▶ What is needed
In the records below, begin at the line containing "pub fn is_valid(&self)" and end at the line containing "from here on."; quote every line in that span exactly, including both boundary lines, and no others.

▶ Records for this task

--- START ---

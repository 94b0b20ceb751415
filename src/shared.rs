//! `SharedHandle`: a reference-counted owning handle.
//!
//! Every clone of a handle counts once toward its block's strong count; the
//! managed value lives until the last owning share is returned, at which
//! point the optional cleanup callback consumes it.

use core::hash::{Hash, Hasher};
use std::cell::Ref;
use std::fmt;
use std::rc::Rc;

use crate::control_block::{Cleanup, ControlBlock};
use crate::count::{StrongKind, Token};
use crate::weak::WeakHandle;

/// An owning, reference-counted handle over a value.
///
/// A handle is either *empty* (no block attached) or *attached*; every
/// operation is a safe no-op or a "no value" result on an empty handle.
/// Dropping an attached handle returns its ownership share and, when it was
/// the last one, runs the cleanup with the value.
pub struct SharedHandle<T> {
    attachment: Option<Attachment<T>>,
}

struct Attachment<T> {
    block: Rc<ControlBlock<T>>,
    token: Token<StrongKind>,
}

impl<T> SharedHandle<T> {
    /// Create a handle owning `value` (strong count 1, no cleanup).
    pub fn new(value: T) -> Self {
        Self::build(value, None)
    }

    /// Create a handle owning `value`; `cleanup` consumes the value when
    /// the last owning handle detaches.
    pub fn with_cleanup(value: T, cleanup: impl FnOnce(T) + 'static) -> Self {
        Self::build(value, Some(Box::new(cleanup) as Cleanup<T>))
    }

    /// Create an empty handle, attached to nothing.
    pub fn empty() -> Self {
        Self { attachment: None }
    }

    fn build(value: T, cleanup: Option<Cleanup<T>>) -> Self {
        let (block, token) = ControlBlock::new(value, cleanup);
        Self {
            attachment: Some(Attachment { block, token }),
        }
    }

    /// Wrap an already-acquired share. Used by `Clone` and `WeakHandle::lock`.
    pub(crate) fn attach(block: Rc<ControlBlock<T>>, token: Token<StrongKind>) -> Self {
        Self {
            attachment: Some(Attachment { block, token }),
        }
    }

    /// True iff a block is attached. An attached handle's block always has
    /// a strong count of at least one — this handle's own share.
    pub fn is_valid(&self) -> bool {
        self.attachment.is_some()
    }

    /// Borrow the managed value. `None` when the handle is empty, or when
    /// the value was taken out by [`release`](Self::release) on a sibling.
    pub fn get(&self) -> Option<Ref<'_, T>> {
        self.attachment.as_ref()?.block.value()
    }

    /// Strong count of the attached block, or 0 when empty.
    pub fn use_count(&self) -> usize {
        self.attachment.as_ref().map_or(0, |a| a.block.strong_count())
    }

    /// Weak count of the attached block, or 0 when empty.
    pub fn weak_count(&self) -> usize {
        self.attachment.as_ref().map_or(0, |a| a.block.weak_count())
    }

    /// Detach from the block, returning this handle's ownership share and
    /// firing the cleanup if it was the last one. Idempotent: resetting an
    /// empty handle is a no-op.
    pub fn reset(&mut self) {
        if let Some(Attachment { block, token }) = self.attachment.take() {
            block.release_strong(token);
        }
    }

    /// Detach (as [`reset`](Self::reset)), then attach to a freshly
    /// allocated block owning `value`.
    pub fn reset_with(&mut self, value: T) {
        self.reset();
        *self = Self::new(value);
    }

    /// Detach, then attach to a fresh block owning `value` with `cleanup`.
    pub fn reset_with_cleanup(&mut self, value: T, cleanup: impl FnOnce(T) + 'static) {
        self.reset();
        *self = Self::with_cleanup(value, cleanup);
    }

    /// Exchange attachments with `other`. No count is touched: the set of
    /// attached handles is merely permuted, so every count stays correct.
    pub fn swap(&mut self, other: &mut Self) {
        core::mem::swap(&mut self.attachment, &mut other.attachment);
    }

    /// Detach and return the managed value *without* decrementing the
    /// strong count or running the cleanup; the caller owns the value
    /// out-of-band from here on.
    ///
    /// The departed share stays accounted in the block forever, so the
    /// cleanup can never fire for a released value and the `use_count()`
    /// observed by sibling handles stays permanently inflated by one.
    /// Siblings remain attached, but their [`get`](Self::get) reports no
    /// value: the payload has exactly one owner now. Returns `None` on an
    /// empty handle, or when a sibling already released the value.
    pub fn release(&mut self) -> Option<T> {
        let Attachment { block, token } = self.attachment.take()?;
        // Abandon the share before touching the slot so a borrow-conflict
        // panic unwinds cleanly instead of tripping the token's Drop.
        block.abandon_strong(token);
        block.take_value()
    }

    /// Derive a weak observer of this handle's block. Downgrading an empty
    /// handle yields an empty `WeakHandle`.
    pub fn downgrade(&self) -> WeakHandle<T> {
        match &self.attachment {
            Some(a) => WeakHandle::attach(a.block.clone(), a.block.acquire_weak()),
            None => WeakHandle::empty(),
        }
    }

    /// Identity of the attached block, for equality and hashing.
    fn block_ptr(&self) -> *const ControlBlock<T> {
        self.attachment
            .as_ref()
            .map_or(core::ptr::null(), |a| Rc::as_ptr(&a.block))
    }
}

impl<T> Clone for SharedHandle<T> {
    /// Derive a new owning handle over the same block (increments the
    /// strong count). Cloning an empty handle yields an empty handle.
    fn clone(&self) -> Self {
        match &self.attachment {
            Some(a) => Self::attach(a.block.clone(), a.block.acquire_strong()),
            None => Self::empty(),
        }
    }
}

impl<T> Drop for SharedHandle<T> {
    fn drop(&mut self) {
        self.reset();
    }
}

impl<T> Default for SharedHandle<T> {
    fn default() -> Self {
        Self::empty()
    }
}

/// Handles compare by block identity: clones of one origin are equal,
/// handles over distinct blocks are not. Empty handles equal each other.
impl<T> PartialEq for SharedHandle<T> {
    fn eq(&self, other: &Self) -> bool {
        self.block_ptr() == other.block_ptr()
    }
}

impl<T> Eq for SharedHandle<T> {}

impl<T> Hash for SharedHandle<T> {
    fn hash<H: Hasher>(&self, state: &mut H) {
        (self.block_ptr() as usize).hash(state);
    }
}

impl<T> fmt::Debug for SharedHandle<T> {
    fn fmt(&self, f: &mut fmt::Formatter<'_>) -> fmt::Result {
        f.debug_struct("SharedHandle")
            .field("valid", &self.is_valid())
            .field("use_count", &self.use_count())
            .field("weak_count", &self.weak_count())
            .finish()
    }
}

--- END ---

▶ Response area
    pub fn is_valid(&self) -> bool {
        self.attachment.is_some()
    }

    /// Borrow the managed value. `None` when the handle is empty, or when
    /// the value was taken out by [`release`](Self::release) on a sibling.
    pub fn get(&self) -> Option<Ref<'_, T>> {
        self.attachment.as_ref()?.block.value()
    }

    /// Strong count of the attached block, or 0 when empty.
    pub fn use_count(&self) -> usize {
        self.attachment.as_ref().map_or(0, |a| a.block.strong_count())
    }

    /// Weak count of the attached block, or 0 when empty.
    pub fn weak_count(&self) -> usize {
        self.attachment.as_ref().map_or(0, |a| a.block.weak_count())
    }

    /// Detach from the block, returning this handle's ownership share and
    /// firing the cleanup if it was the last one. Idempotent: resetting an
    /// empty handle is a no-op.
    pub fn reset(&mut self) {
        if let Some(Attachment { block, token }) = self.attachment.take() {
            block.release_strong(token);
        }
    }

    /// Detach (as [`reset`](Self::reset)), then attach to a freshly
    /// allocated block owning `value`.
    pub fn reset_with(&mut self, value: T) {
        self.reset();
        *self = Self::new(value);
    }

    /// Detach, then attach to a fresh block owning `value` with `cleanup`.
    pub fn reset_with_cleanup(&mut self, value: T, cleanup: impl FnOnce(T) + 'static) {
        self.reset();
        *self = Self::with_cleanup(value, cleanup);
    }

    /// Exchange attachments with `other`. No count is touched: the set of
    /// attached handles is merely permuted, so every count stays correct.
    pub fn swap(&mut self, other: &mut Self) {
        core::mem::swap(&mut self.attachment, &mut other.attachment);
    }

    /// Detach and return the managed value *without* decrementing the
    /// strong count or running the cleanup; the caller owns the value
    /// out-of-band from here on.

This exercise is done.